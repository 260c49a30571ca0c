//! Runtime configuration
//!
//! Library defaults with environment overrides.
//!
//! # Configuration Priority (highest wins)
//!
//! 1. Builder calls
//! 2. Environment variables (`from_env()` only)
//! 3. Library defaults (`defaults`)
//!
//! # Example
//!
//! ```rust,ignore
//! use leap_runtime::config::RuntimeConfig;
//!
//! let config = RuntimeConfig::from_env()
//!     .num_workers(2)
//!     .stall_warn_threshold(10_000);
//! ```

pub mod defaults;

use leap_core::constants::MAX_WORKERS;
use leap_core::env::{env_get, env_get_bool, env_get_ms};
use leap_core::{kprintln, LeapError};
use std::time::Duration;

#[derive(Debug, Clone)]
pub struct RuntimeConfig {
    /// Number of worker threads
    pub num_workers: usize,
    /// Queue depth for channels wired during elaboration
    pub queue_depth: usize,
    /// Max rule steps per slice before a module yields to others
    pub fairness_quantum: u32,
    /// Warn after this many consecutive stalls (0 = off)
    pub stall_warn_threshold: u64,
    /// Terminate a module after this many consecutive stalls (0 = off)
    pub stall_fatal_threshold: u64,
    /// Interval of the `execute()` completion poll
    pub poll_interval: Duration,
    /// Spins before parking an idle worker
    pub idle_spins: u32,
    /// Worker park timeout
    pub park_timeout: Duration,
    /// Verbose lifecycle logging
    pub debug: bool,
}

impl Default for RuntimeConfig {
    fn default() -> Self {
        Self::from_env()
    }
}

impl RuntimeConfig {
    /// Library defaults with environment overrides.
    ///
    /// Environment variables (all optional):
    /// - `LEAP_NUM_WORKERS`
    /// - `LEAP_QUEUE_DEPTH`
    /// - `LEAP_FAIRNESS_QUANTUM`
    /// - `LEAP_STALL_WARN`
    /// - `LEAP_STALL_FATAL`
    /// - `LEAP_POLL_INTERVAL_MS`
    /// - `LEAP_IDLE_SPINS`
    /// - `LEAP_PARK_TIMEOUT_MS`
    /// - `LEAP_DEBUG` (0/1)
    pub fn from_env() -> Self {
        Self {
            num_workers: env_get("LEAP_NUM_WORKERS", defaults::NUM_WORKERS),
            queue_depth: env_get("LEAP_QUEUE_DEPTH", defaults::QUEUE_DEPTH),
            fairness_quantum: env_get("LEAP_FAIRNESS_QUANTUM", defaults::FAIRNESS_QUANTUM),
            stall_warn_threshold: env_get("LEAP_STALL_WARN", defaults::STALL_WARN),
            stall_fatal_threshold: env_get("LEAP_STALL_FATAL", defaults::STALL_FATAL),
            poll_interval: env_get_ms("LEAP_POLL_INTERVAL_MS", defaults::POLL_INTERVAL_MS),
            idle_spins: env_get("LEAP_IDLE_SPINS", defaults::IDLE_SPINS),
            park_timeout: env_get_ms("LEAP_PARK_TIMEOUT_MS", defaults::PARK_TIMEOUT_MS),
            debug: env_get_bool("LEAP_DEBUG", defaults::DEBUG),
        }
    }

    /// Library defaults only, no environment lookups.
    /// Useful for tests.
    pub fn new() -> Self {
        Self {
            num_workers: defaults::NUM_WORKERS,
            queue_depth: defaults::QUEUE_DEPTH,
            fairness_quantum: defaults::FAIRNESS_QUANTUM,
            stall_warn_threshold: defaults::STALL_WARN,
            stall_fatal_threshold: defaults::STALL_FATAL,
            poll_interval: Duration::from_millis(defaults::POLL_INTERVAL_MS),
            idle_spins: defaults::IDLE_SPINS,
            park_timeout: Duration::from_millis(defaults::PARK_TIMEOUT_MS),
            debug: defaults::DEBUG,
        }
    }

    // Builder methods

    pub fn num_workers(mut self, n: usize) -> Self {
        self.num_workers = n;
        self
    }

    pub fn queue_depth(mut self, depth: usize) -> Self {
        self.queue_depth = depth;
        self
    }

    pub fn fairness_quantum(mut self, steps: u32) -> Self {
        self.fairness_quantum = steps;
        self
    }

    pub fn stall_warn_threshold(mut self, stalls: u64) -> Self {
        self.stall_warn_threshold = stalls;
        self
    }

    pub fn stall_fatal_threshold(mut self, stalls: u64) -> Self {
        self.stall_fatal_threshold = stalls;
        self
    }

    pub fn poll_interval(mut self, d: Duration) -> Self {
        self.poll_interval = d;
        self
    }

    pub fn idle_spins(mut self, spins: u32) -> Self {
        self.idle_spins = spins;
        self
    }

    pub fn park_timeout(mut self, d: Duration) -> Self {
        self.park_timeout = d;
        self
    }

    pub fn debug(mut self, enable: bool) -> Self {
        self.debug = enable;
        self
    }

    pub fn validate(&self) -> Result<(), ConfigError> {
        if self.num_workers == 0 {
            return Err(ConfigError::InvalidValue("num_workers must be > 0"));
        }
        if self.num_workers > MAX_WORKERS {
            return Err(ConfigError::InvalidValue("num_workers exceeds MAX_WORKERS"));
        }
        if self.queue_depth == 0 {
            return Err(ConfigError::InvalidValue("queue_depth must be > 0"));
        }
        if self.fairness_quantum == 0 {
            return Err(ConfigError::InvalidValue("fairness_quantum must be > 0"));
        }
        if self.poll_interval.is_zero() {
            return Err(ConfigError::InvalidValue("poll_interval must be > 0"));
        }
        if self.stall_fatal_threshold != 0
            && self.stall_warn_threshold != 0
            && self.stall_fatal_threshold < self.stall_warn_threshold
        {
            return Err(ConfigError::InvalidValue(
                "stall_fatal_threshold must be >= stall_warn_threshold",
            ));
        }
        Ok(())
    }

    /// Print configuration (for debugging)
    pub fn print(&self) {
        kprintln!("LEAP runtime configuration:");
        kprintln!("  num_workers:            {}", self.num_workers);
        kprintln!("  queue_depth:            {}", self.queue_depth);
        kprintln!("  fairness_quantum:       {}", self.fairness_quantum);
        kprintln!("  stall_warn_threshold:   {}", self.stall_warn_threshold);
        kprintln!("  stall_fatal_threshold:  {}", self.stall_fatal_threshold);
        kprintln!("  poll_interval:          {:?}", self.poll_interval);
        kprintln!("  idle_spins:             {}", self.idle_spins);
        kprintln!("  park_timeout:           {:?}", self.park_timeout);
        kprintln!("  debug:                  {}", self.debug);
    }
}

/// Configuration error
#[derive(Debug, Clone, PartialEq, Eq)]
pub enum ConfigError {
    InvalidValue(&'static str),
}

impl std::fmt::Display for ConfigError {
    fn fmt(&self, f: &mut std::fmt::Formatter<'_>) -> std::fmt::Result {
        match self {
            ConfigError::InvalidValue(msg) => write!(f, "Invalid config: {}", msg),
        }
    }
}

impl std::error::Error for ConfigError {}

impl From<ConfigError> for LeapError {
    fn from(e: ConfigError) -> Self {
        match e {
            ConfigError::InvalidValue(msg) => LeapError::InvalidConfig(msg),
        }
    }
}

#[cfg(test)]
mod tests {
    use super::*;

    #[test]
    fn test_defaults_validate() {
        let config = RuntimeConfig::new();
        assert_eq!(config.queue_depth, leap_core::constants::LINC_QUEUE_DEPTH);
        assert_eq!(config.stall_fatal_threshold, 0);
        assert!(config.validate().is_ok());
    }

    #[test]
    fn test_builder() {
        let config = RuntimeConfig::new()
            .num_workers(2)
            .fairness_quantum(8)
            .poll_interval(Duration::from_millis(5));

        assert_eq!(config.num_workers, 2);
        assert_eq!(config.fairness_quantum, 8);
        assert_eq!(config.poll_interval, Duration::from_millis(5));
    }

    #[test]
    fn test_validation() {
        assert!(RuntimeConfig::new().num_workers(0).validate().is_err());
        assert!(RuntimeConfig::new().num_workers(1000).validate().is_err());
        assert!(RuntimeConfig::new().queue_depth(0).validate().is_err());

        let bad = RuntimeConfig::new().stall_warn_threshold(100).stall_fatal_threshold(10);
        assert_eq!(
            bad.validate(),
            Err(ConfigError::InvalidValue(
                "stall_fatal_threshold must be >= stall_warn_threshold"
            ))
        );
        let err: LeapError = bad.validate().unwrap_err().into();
        assert!(matches!(err, LeapError::InvalidConfig(_)));
    }
}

+-------+

TASK TO COMPLETE:
Your answer should be all lines from the data that contain "before".

OUTPUT BELOW:
    /// Max rule steps per slice before a module yields to others
    /// Spins before parking an idle worker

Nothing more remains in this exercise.